Evaluate the sum $$\frac{1}{3} + \frac{1}{3^{1+\frac{1}{2}}}+\frac{1}{3^{1+\frac{1}{2}+\frac{1}{3}}}+\cdots$$
It seems that $1 + \dfrac{1}{2} + \dfrac{1}{3} + \cdots + \dfrac{1}{n}$ approaches $\ln n$ as $n\to \infty$, but I'm not sure if this is useful. Also, $3^{\ln n} =e^{\ln n\cdot \ln 3}= n^{\ln 3}$, but I'm also not sure how this is useful.
edit: I know how to prove that it converges, but I was wondering if there was a closed form for this sum.
On
If this was something you just came up with, it is highly unlikely there is any obtainable closed form expression. Checking the number Wolfram|Alpha generates from sum (1/(3^(sum (1/k) from k=1 to n))) from n=1 to infinity in an inverse symbolic calculator, I did not find anything.
On
Just out of curiosity, $$\sum _{n=1}^{\infty } 3^{-H_n}\approx 5.34863233867$$ which is close to $$10\frac{ {3^{1/3}}}{7-7^{3/4}}\approx 5.34863230401$$
On
A very direct and simple way of getting quite close to the sum value is replacing the sum with an integral and using the simplest approximation for n-th Harmonic number
$$H(n) \approx \ln(n) + \gamma $$
$$ \int\limits_{x=1}^{+\infty} \frac{1}{3^{\ln(x)+\gamma}} dx = \frac{1}{3^{\gamma}(\ln(3)-1)}$$
This value is about $5.3785$ while the sum is really around $5.3486$.
(It is some task to prove why this is a good approximation, but not impossible one.)
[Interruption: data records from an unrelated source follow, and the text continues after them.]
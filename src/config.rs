// SPDX-License-Identifier: BUSL-1.1
// Copyright (c) 2026 Alfred Jean LLC

//! CLI argument surface and the JSON-backed runtime [`Configuration`] document.

use std::path::PathBuf;

use clap::Parser;
use serde::{Deserialize, Serialize};

/// Supervisor for automatically resuming an AI coding assistant after a
/// provider-imposed rate limit resets.
#[derive(Debug, Parser)]
#[command(name = "autoresumed", version, about)]
pub struct Cli {
    /// Override the per-user state directory (tests, containers).
    #[arg(long, env = "AUTORESUME_STATE_DIR", global = true)]
    pub state_dir: Option<PathBuf>,

    /// Log format (json or text).
    #[arg(long, env = "AUTORESUME_LOG_FORMAT", default_value = "json", global = true)]
    pub log_format: String,

    /// Log level (trace, debug, info, warn, error).
    #[arg(long, env = "AUTORESUME_LOG_LEVEL", default_value = "info", global = true)]
    pub log_level: String,

    #[command(subcommand)]
    pub command: Command,
}

#[derive(Debug, clap::Subcommand)]
pub enum Command {
    /// Launch the supervisor in the foreground.
    Start {
        /// Bind the local HTTP/WebSocket interface to this loopback address
        /// (e.g. `127.0.0.1:4317`), overriding `interface_addr` in config.
        #[arg(long)]
        http: Option<String>,
    },
    /// Alias for `start`.
    Monitor {
        #[arg(long)]
        http: Option<String>,
    },
    /// Stop a running supervisor.
    Stop,
    /// Print whether the daemon is running, plus the current queue summary.
    Status,
    /// Stop then start the supervisor.
    Restart,
    /// Run a synthetic countdown of `seconds` and execute delivery.
    Test {
        seconds: u64,
    },
    /// Clear the queue document.
    Reset,
    /// Tail the log file.
    Logs {
        #[arg(long, default_value = "100")]
        lines: usize,
    },
    /// Show or modify configuration.
    #[command(subcommand)]
    Config(ConfigCommand),
    /// Internal: read a transcript-analyzer hook payload from stdin.
    #[command(hide = true)]
    Hook,
}

#[derive(Debug, clap::Subcommand)]
pub enum ConfigCommand {
    /// Print the effective configuration.
    Show,
    /// Set a single configuration key.
    Set {
        key: String,
        value: String,
    },
}

impl Cli {
    pub fn validate(&self) -> anyhow::Result<()> {
        match self.log_format.as_str() {
            "json" | "text" => {}
            other => anyhow::bail!("invalid --log-format {other:?}, expected json or text"),
        }
        match self.log_level.to_lowercase().as_str() {
            "trace" | "debug" | "info" | "warn" | "error" => {}
            other => anyhow::bail!("invalid --log-level {other:?}"),
        }
        Ok(())
    }
}

/// Runtime-reloadable configuration document (`config.json`), per §3.
///
/// Missing keys take the defaults below; unknown keys are ignored by
/// `serde`'s default deserialization behavior.
#[derive(Debug, Clone, PartialEq, Serialize, Deserialize)]
#[serde(default)]
pub struct Configuration {
    pub resume_prompt: String,
    pub check_interval_ms: u64,
    pub post_reset_delay_sec: u64,
    pub max_retries: u32,
    pub retry_backoff_sec: Vec<u64>,
    pub verification_window_sec: u64,
    pub active_verification_timeout_ms: u64,
    pub active_verification_poll_ms: u64,
    pub transcript_polling_enabled: bool,
    pub max_log_size_mb: u64,
    pub memory_ceiling_mb: u64,
    /// Loopback address for the optional HTTP/WebSocket interface
    /// (`127.0.0.1:PORT`). `None` leaves both servers disabled, the default.
    pub interface_addr: Option<String>,
}

impl Default for Configuration {
    fn default() -> Self {
        Self {
            resume_prompt: "continue".to_string(),
            check_interval_ms: 5000,
            post_reset_delay_sec: 10,
            max_retries: 4,
            retry_backoff_sec: vec![10, 20, 40, 60],
            verification_window_sec: 90,
            active_verification_timeout_ms: 30_000,
            active_verification_poll_ms: 2_000,
            transcript_polling_enabled: true,
            max_log_size_mb: 1,
            memory_ceiling_mb: 200,
            interface_addr: None,
        }
    }
}

impl Configuration {
    /// Backoff for retry index `i`, clamped to the last configured value.
    pub fn backoff_for(&self, retry_index: usize) -> std::time::Duration {
        let secs = self
            .retry_backoff_sec
            .get(retry_index)
            .or_else(|| self.retry_backoff_sec.last())
            .copied()
            .unwrap_or(60);
        std::time::Duration::from_secs(secs)
    }

    pub fn load(path: &std::path::Path) -> anyhow::Result<Self> {
        if !path.exists() {
            return Ok(Self::default());
        }
        let contents = std::fs::read_to_string(path)?;
        let config: Self = serde_json::from_str(&contents)?;
        Ok(config)
    }

    /// Write atomically (write to sibling temp file, rename), per the
    /// filesystem contract every document writer in this crate follows.
    pub fn save(&self, path: &std::path::Path) -> anyhow::Result<()> {
        let json = serde_json::to_string_pretty(self)?;
        crate::queue::atomic_write(path, json.as_bytes())
    }

    /// Apply a single `key=value` override; used by `config set`. Unknown
    /// keys are rejected (distinct from the read-side "unknown keys
    /// ignored" policy, which protects forward-compatible readers, not
    /// typo'd writers).
    pub fn set(&mut self, key: &str, value: &str) -> anyhow::Result<()> {
        match key {
            "resume_prompt" => self.resume_prompt = value.to_string(),
            "check_interval_ms" => self.check_interval_ms = value.parse()?,
            "post_reset_delay_sec" => self.post_reset_delay_sec = value.parse()?,
            "max_retries" => self.max_retries = value.parse()?,
            "retry_backoff_sec" => {
                self.retry_backoff_sec =
                    value.split(',').map(|s| s.trim().parse()).collect::<Result<_, _>>()?;
            }
            "verification_window_sec" => self.verification_window_sec = value.parse()?,
            "active_verification_timeout_ms" => self.active_verification_timeout_ms = value.parse()?,
            "active_verification_poll_ms" => self.active_verification_poll_ms = value.parse()?,
            "transcript_polling_enabled" => self.transcript_polling_enabled = value.parse()?,
            "max_log_size_mb" => self.max_log_size_mb = value.parse()?,
            "memory_ceiling_mb" => self.memory_ceiling_mb = value.parse()?,
            "interface_addr" => {
                self.interface_addr = match value {
                    "" | "none" | "disabled" => None,
                    addr => {
                        addr.parse::<std::net::SocketAddr>()?;
                        Some(addr.to_string())
                    }
                };
            }
            other => anyhow::bail!("unknown configuration key {other:?}"),
        }
        Ok(())
    }
}

#[cfg(test)]
#[path = "config_tests.rs"]
mod tests;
We can certainly impose some bounds on the value of the sum, via the asymptotic expansion $$H_n \sim \log n + \gamma + \frac{1}{2n} - \frac{1}{12n^2} + \cdots. \tag{1}$$ The crudest bound is to note for $0 < z < 1$ the sum $$f(z) = \sum_{n=1}^\infty z^{H_n}$$ is dominated by $$\begin{align*} f(z) &< z^\gamma \sum_{n=1}^\infty z^{\log n} \\ &= z^\gamma \sum_{n=1}^\infty e^{\log z \log n}\\ &= z^\gamma \sum_{n=1}^\infty n^{\log z} \\ &= z^\gamma \zeta(-\log z). \tag{2} \end{align*}$$ For $z = 1/3$, this gives us the comparison $$f(1/3) \approx 5.34863 < 5.688508.$$ More terms of the asymptotic expansion $(1)$ can be used to speed the computation. However, we must be careful since $(1)$ is centered around $n = \infty$, so convergence is poor for small $n$; we can compensate by computing the initial terms precisely, then using the asymptotic expanison for large $n$, resulting in rapid convergence.